The footbridge

At the northwest corner of the big city of Houston, there exists a bridge. A footbridge. Just a narrow, wooden little thing stretching across a bayou, connecting the middle class neighborhood of Greenwood Forest to the middle class neighborhood of Fountainhead.

It might not be inside Houston proper. It might not be at all today.

It existed, I am certain of it, very nearly thirty years ago, when I went there with Shane, but I don’t know anymore.

I try to not think of it. I try to not think of Shane.

Shane is a wife and mother now and a successful historical romance novelist. “Successful” I guess. It looks that way. When I knew her, we were suburban high school kids. Lovers, too. I was just a little boy. Fifteen. Sixteen. Just a little boy.

Thoughts of Shane, they try and come into my head sometimes. When they come, they come in through the right side, above my ear and towards the front. Leaking in all black and sticky. I never look at them. I look away. Down and to the left. I push off.

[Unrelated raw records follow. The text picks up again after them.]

use super::events::{AdmissionEvent, CacheEvent, PolicyEvent, QuotaEvent, RetryEvent};
use std::convert::Infallible;
use std::future::Future;
use std::pin::Pin;
use std::sync::atomic::{AtomicU64, Ordering};
use std::sync::{Arc, Mutex};
use std::task::{Context, Poll};
use tower::Service;

type SinkFuture = Pin<Box<dyn Future<Output = Result<(), Infallible>> + Send>>;

/// A telemetry sink that consumes policy events.
pub trait TelemetrySink:
    tower::Service<PolicyEvent, Response = (), Error = Self::SinkError> + Clone + Send + 'static
{
    /// The error type for this sink.
    type SinkError: std::error::Error + Send + 'static;
}

/// Best-effort emit helper that honors `poll_ready` and swallows errors.
///
/// Telemetry stays off the critical path: if a sink is not ready or fails, the
/// event is dropped.
pub async fn emit_best_effort<S>(sink: S, event: PolicyEvent)
where
    S: tower::Service<PolicyEvent, Response = ()> + Send + Clone + 'static,
    S::Error: std::error::Error + Send + 'static,
    S::Future: Send + 'static,
{
    use tower::ServiceExt;

    if let Ok(mut ready_sink) = sink.ready_oneshot().await {
        let _ = ready_sink.call(event).await;
    }
}

/// A no-op telemetry sink that discards all events.
#[derive(Clone, Debug, Default)]
pub struct NullSink;

impl Service<PolicyEvent> for NullSink {
    type Response = ();
    type Error = Infallible;
    type Future = SinkFuture;

    fn poll_ready(&mut self, _cx: &mut Context<'_>) -> Poll<Result<(), Self::Error>> {
        Poll::Ready(Ok(()))
    }

    fn call(&mut self, _event: PolicyEvent) -> Self::Future {
        Box::pin(async { Ok(()) })
    }
}

impl TelemetrySink for NullSink {
    type SinkError = Infallible;
}

/// A telemetry sink that logs events using the `tracing` crate.
///
/// Rejections, exhaustion, and failed computations log at WARN, cache hits at
/// DEBUG, everything else at INFO.
#[derive(Clone, Debug, Default)]
pub struct LogSink;

impl Service<PolicyEvent> for LogSink {
    type Response = ();
    type Error = Infallible;
    type Future = SinkFuture;

    fn poll_ready(&mut self, _cx: &mut Context<'_>) -> Poll<Result<(), Self::Error>> {
        Poll::Ready(Ok(()))
    }

    fn call(&mut self, event: PolicyEvent) -> Self::Future {
        match &event {
            PolicyEvent::Admission(AdmissionEvent::Rejected { .. })
            | PolicyEvent::Quota(QuotaEvent::Exhausted { .. })
            | PolicyEvent::Retry(RetryEvent::Exhausted { .. })
            | PolicyEvent::Cache(CacheEvent::Failed { .. })
            | PolicyEvent::Timeout(_) => tracing::warn!(event = %event, "policy_event"),
            PolicyEvent::Cache(CacheEvent::Hit { .. }) => {
                tracing::debug!(event = %event, "policy_event")
            }
            _ => tracing::info!(event = %event, "policy_event"),
        }
        Box::pin(async { Ok(()) })
    }
}

impl TelemetrySink for LogSink {
    type SinkError = Infallible;
}

/// A telemetry sink that stores events in memory.
///
/// Bounded; the oldest events are evicted once `capacity` is reached.
#[derive(Clone, Debug)]
pub struct MemorySink {
    events: Arc<Mutex<Vec<PolicyEvent>>>,
    capacity: usize,
    evicted: Arc<AtomicU64>,
}

impl MemorySink {
    pub fn new() -> Self {
        Self::with_capacity(10_000)
    }

    pub fn with_capacity(capacity: usize) -> Self {
        Self {
            events: Arc::new(Mutex::new(Vec::new())),
            capacity: capacity.max(1),
            evicted: Arc::new(AtomicU64::new(0)),
        }
    }

    pub fn events(&self) -> Vec<PolicyEvent> {
        self.events.lock().unwrap_or_else(|p| p.into_inner()).clone()
    }

    pub fn clear(&self) {
        self.events.lock().unwrap_or_else(|p| p.into_inner()).clear();
    }

    pub fn len(&self) -> usize {
        self.events.lock().unwrap_or_else(|p| p.into_inner()).len()
    }

    pub fn is_empty(&self) -> bool {
        self.len() == 0
    }

    pub fn evicted(&self) -> u64 {
        self.evicted.load(Ordering::Relaxed)
    }
}

impl Default for MemorySink {
    fn default() -> Self {
        Self::new()
    }
}

impl Service<PolicyEvent> for MemorySink {
    type Response = ();
    type Error = Infallible;
    type Future = SinkFuture;

    fn poll_ready(&mut self, _cx: &mut Context<'_>) -> Poll<Result<(), Self::Error>> {
        Poll::Ready(Ok(()))
    }

    fn call(&mut self, event: PolicyEvent) -> Self::Future {
        let mut guard = self.events.lock().unwrap_or_else(|p| p.into_inner());
        if guard.len() >= self.capacity {
            guard.remove(0);
            self.evicted.fetch_add(1, Ordering::Relaxed);
        }
        guard.push(event);
        Box::pin(async { Ok(()) })
    }
}

impl TelemetrySink for MemorySink {
    type SinkError = Infallible;
}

I’m good at this. Like this: If you start singing “Supper’s Ready,” then thoughts will go away. If singing “Supper’s Ready” fails, you turn on the tv. You call your mom. You say to your mom, “Did you hear what Donald Trump said today?”

If you do this, then the thoughts of Shane and of 1989 and of the footbridge and of all of the rest of it will go away. You don’t have to look at them. You’ll never have to remember.

Because you were awful but you were just a little boy.

I was just a little boy.

I’m different now. I’m sorry. I’m so sorry.

If Hell exists, then I will spend forever on that footbridge, groveling at the feet of Shane and saying, “I’m sorry. I’m sorry.”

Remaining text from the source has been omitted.